→ Assigned task: Every entry that follows should be written out again exactly.

=== Information ===

//! Typology data tables.
//!
//! Each submodule is one self-contained typology system: its closed
//! enumerations, the static tables giving every value its mechanical meaning,
//! and the derived helpers other components use for validation (centers,
//! wings, quadras, realms).
//!
//! Every lookup is an exhaustive `match` or a table indexed by a closed enum,
//! so a missing entry is a compile error rather than a runtime fallback.

pub mod attitudinal;
pub mod enneagram;
pub mod instincts;
pub mod mbti;
pub mod socionics;

pub use attitudinal::{ApPosition, ApType, Aspect, Orientation};
pub use enneagram::{Center, EnneagramType, Instinct};
pub use instincts::{Activation, InstinctCenter, InstinctRealm, Positioning, RegenSource};
pub use mbti::{CognitiveFunction, Dichotomy, FunctionRole, MbtiType, Pole};
pub use socionics::{Club, ClubPassive, Element, Quadra, SocionicsType};

use bitflags::bitflags;

/// Identifier of one of the five typology systems.
#[derive(
    Clone,
    Copy,
    Debug,
    PartialEq,
    Eq,
    PartialOrd,
    Ord,
    Hash,
    strum::Display,
    strum::EnumString,
    strum::AsRefStr,
)]
#[cfg_attr(feature = "serde", derive(serde::Serialize, serde::Deserialize))]
#[cfg_attr(feature = "serde", serde(rename_all = "snake_case"))]
#[strum(serialize_all = "snake_case", ascii_case_insensitive)]
pub enum SystemId {
    Attitudinal,
    Enneagram,
    Mbti,
    Socionics,
    Instincts,
}

impl SystemId {
    pub const COUNT: usize = 5;

    pub const fn all() -> [SystemId; Self::COUNT] {
        [
            SystemId::Attitudinal,
            SystemId::Enneagram,
            SystemId::Mbti,
            SystemId::Socionics,
            SystemId::Instincts,
        ]
    }

    /// The flag representing this system inside a [`SystemSet`].
    pub const fn flag(self) -> SystemSet {
        match self {
            SystemId::Attitudinal => SystemSet::ATTITUDINAL,
            SystemId::Enneagram => SystemSet::ENNEAGRAM,
            SystemId::Mbti => SystemSet::MBTI,
            SystemId::Socionics => SystemSet::SOCIONICS,
            SystemId::Instincts => SystemSet::INSTINCTS,
        }
    }

    /// Human-readable system name.
    pub const fn label(self) -> &'static str {
        match self {
            SystemId::Attitudinal => "Attitudinal Psyche",
            SystemId::Enneagram => "Enneagram",
            SystemId::Mbti => "MBTI",
            SystemId::Socionics => "Socionics",
            SystemId::Instincts => "Expanded Instincts",
        }
    }
}

bitflags! {
    /// Set of typology systems that contributed to a character.
    #[derive(Clone, Copy, Debug, Default, PartialEq, Eq, Hash)]
    #[cfg_attr(feature = "serde", derive(serde::Serialize, serde::Deserialize))]
    pub struct SystemSet: u8 {
        const ATTITUDINAL = 1 << 0;
        const ENNEAGRAM = 1 << 1;
        const MBTI = 1 << 2;
        const SOCIONICS = 1 << 3;
        const INSTINCTS = 1 << 4;
    }
}

impl SystemSet {
    /// Returns true if `system` is part of the set.
    pub const fn contains_system(self, system: SystemId) -> bool {
        self.contains(system.flag())
    }

    /// Systems in the set, in canonical order.
    pub fn systems(self) -> Vec<SystemId> {
        SystemId::all()
            .into_iter()
            .filter(|system| self.contains_system(*system))
            .collect()
    }

    /// Builds a set from a list of systems.
    pub fn from_systems(systems: impl IntoIterator<Item = SystemId>) -> Self {
        systems
            .into_iter()
            .fold(SystemSet::empty(), |set, system| set | system.flag())
    }
}

/// The two additional fixes of a tritype, in order.
///
/// The core type is carried separately by the selection that owns the tritype.
#[derive(Clone, Copy, Debug, PartialEq, Eq, Hash)]
#[cfg_attr(feature = "serde", derive(serde::Serialize, serde::Deserialize))]
pub struct Tritype<T> {
    pub second: T,
    pub third: T,
}

impl<T: Copy> Tritype<T> {
    pub const fn new(second: T, third: T) -> Self {
        Self { second, third }
    }

    /// Core, second fix and third fix in blend order.
    pub fn with_core(&self, core: T) -> [T; 3] {
        [core, self.second, self.third]
    }
}

#[cfg(test)]
mod tests {
    use super::*;

    #[test]
    fn system_set_round_trips_through_lists() {
        let set = SystemSet::from_systems([SystemId::Mbti, SystemId::Attitudinal]);
        assert_eq!(set.systems(), vec![SystemId::Attitudinal, SystemId::Mbti]);
        assert!(!set.contains_system(SystemId::Instincts));
        assert_eq!(SystemSet::all().systems().len(), SystemId::COUNT);
    }

    #[test]
    fn system_ids_parse_from_snake_case() {
        assert_eq!("instincts".parse::<SystemId>().unwrap(), SystemId::Instincts);
        assert_eq!(SystemId::Mbti.as_ref(), "mbti");
    }
}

===

→ Solution for this task:
//! Typology data tables.
//!
//! Each submodule is one self-contained typology system: its closed
//! enumerations, the static tables giving every value its mechanical meaning,
//! and the derived helpers other components use for validation (centers,
//! wings, quadras, realms).
//!
//! Every lookup is an exhaustive `match` or a table indexed by a closed enum,
//! so a missing entry is a compile error rather than a runtime fallback.

pub mod attitudinal;
pub mod enneagram;
pub mod instincts;
pub mod mbti;
pub mod socionics;

pub use attitudinal::{ApPosition, ApType, Aspect, Orientation};
pub use enneagram::{Center, EnneagramType, Instinct};
pub use instincts::{Activation, InstinctCenter, InstinctRealm, Positioning, RegenSource};
pub use mbti::{CognitiveFunction, Dichotomy, FunctionRole, MbtiType, Pole};
pub use socionics::{Club, ClubPassive, Element, Quadra, SocionicsType};

use bitflags::bitflags;

/// Identifier of one of the five typology systems.
#[derive(
    Clone,
    Copy,
    Debug,
    PartialEq,
    Eq,
    PartialOrd,
    Ord,
    Hash,
    strum::Display,
    strum::EnumString,
    strum::AsRefStr,
)]
#[cfg_attr(feature = "serde", derive(serde::Serialize, serde::Deserialize))]
#[cfg_attr(feature = "serde", serde(rename_all = "snake_case"))]
#[strum(serialize_all = "snake_case", ascii_case_insensitive)]
pub enum SystemId {
    Attitudinal,
    Enneagram,
    Mbti,
    Socionics,
    Instincts,
}

impl SystemId {
    pub const COUNT: usize = 5;

    pub const fn all() -> [SystemId; Self::COUNT] {
        [
            SystemId::Attitudinal,
            SystemId::Enneagram,
            SystemId::Mbti,
            SystemId::Socionics,
            SystemId::Instincts,
        ]
    }

    /// The flag representing this system inside a [`SystemSet`].
    pub const fn flag(self) -> SystemSet {
        match self {
            SystemId::Attitudinal => SystemSet::ATTITUDINAL,
            SystemId::Enneagram => SystemSet::ENNEAGRAM,
            SystemId::Mbti => SystemSet::MBTI,
            SystemId::Socionics => SystemSet::SOCIONICS,
            SystemId::Instincts => SystemSet::INSTINCTS,
        }
    }

    /// Human-readable system name.
    pub const fn label(self) -> &'static str {
        match self {
            SystemId::Attitudinal => "Attitudinal Psyche",
            SystemId::Enneagram => "Enneagram",
            SystemId::Mbti => "MBTI",
            SystemId::Socionics => "Socionics",
            SystemId::Instincts => "Expanded Instincts",
        }
    }
}

bitflags! {
    /// Set of typology systems that contributed to a character.
    #[derive(Clone, Copy, Debug, Default, PartialEq, Eq, Hash)]
    #[cfg_attr(feature = "serde", derive(serde::Serialize, serde::Deserialize))]
    pub struct SystemSet: u8 {
        const ATTITUDINAL = 1 << 0;
        const ENNEAGRAM = 1 << 1;
        const MBTI = 1 << 2;
        const SOCIONICS = 1 << 3;
        const INSTINCTS = 1 << 4;
    }
}

impl SystemSet {
    /// Returns true if `system` is part of the set.
    pub const fn contains_system(self, system: SystemId) -> bool {
        self.contains(system.flag())
    }

    /// Systems in the set, in canonical order.
    pub fn systems(self) -> Vec<SystemId> {
        SystemId::all()
            .into_iter()
            .filter(|system| self.contains_system(*system))
            .collect()
    }

    /// Builds a set from a list of systems.
    pub fn from_systems(systems: impl IntoIterator<Item = SystemId>) -> Self {
        systems
            .into_iter()
            .fold(SystemSet::empty(), |set, system| set | system.flag())
    }
}

/// The two additional fixes of a tritype, in order.
///
/// The core type is carried separately by the selection that owns the tritype.
#[derive(Clone, Copy, Debug, PartialEq, Eq, Hash)]
#[cfg_attr(feature = "serde", derive(serde::Serialize, serde::Deserialize))]
pub struct Tritype<T> {
    pub second: T,
    pub third: T,
}

impl<T: Copy> Tritype<T> {
    pub const fn new(second: T, third: T) -> Self {
        Self { second, third }
    }

    /// Core, second fix and third fix in blend order.
    pub fn with_core(&self, core: T) -> [T; 3] {
        [core, self.second, self.third]
    }
}

#[cfg(test)]
mod tests {
    use super::*;

    #[test]
    fn system_set_round_trips_through_lists() {
        let set = SystemSet::from_systems([SystemId::Mbti, SystemId::Attitudinal]);
        assert_eq!(set.systems(), vec![SystemId::Attitudinal, SystemId::Mbti]);
        assert!(!set.contains_system(SystemId::Instincts));
        assert_eq!(SystemSet::all().systems().len(), SystemId::COUNT);
    }

    #[test]
    fn system_ids_parse_from_snake_case() {
        assert_eq!("instincts".parse::<SystemId>().unwrap(), SystemId::Instincts);
        assert_eq!(SystemId::Mbti.as_ref(), "mbti");
    }
}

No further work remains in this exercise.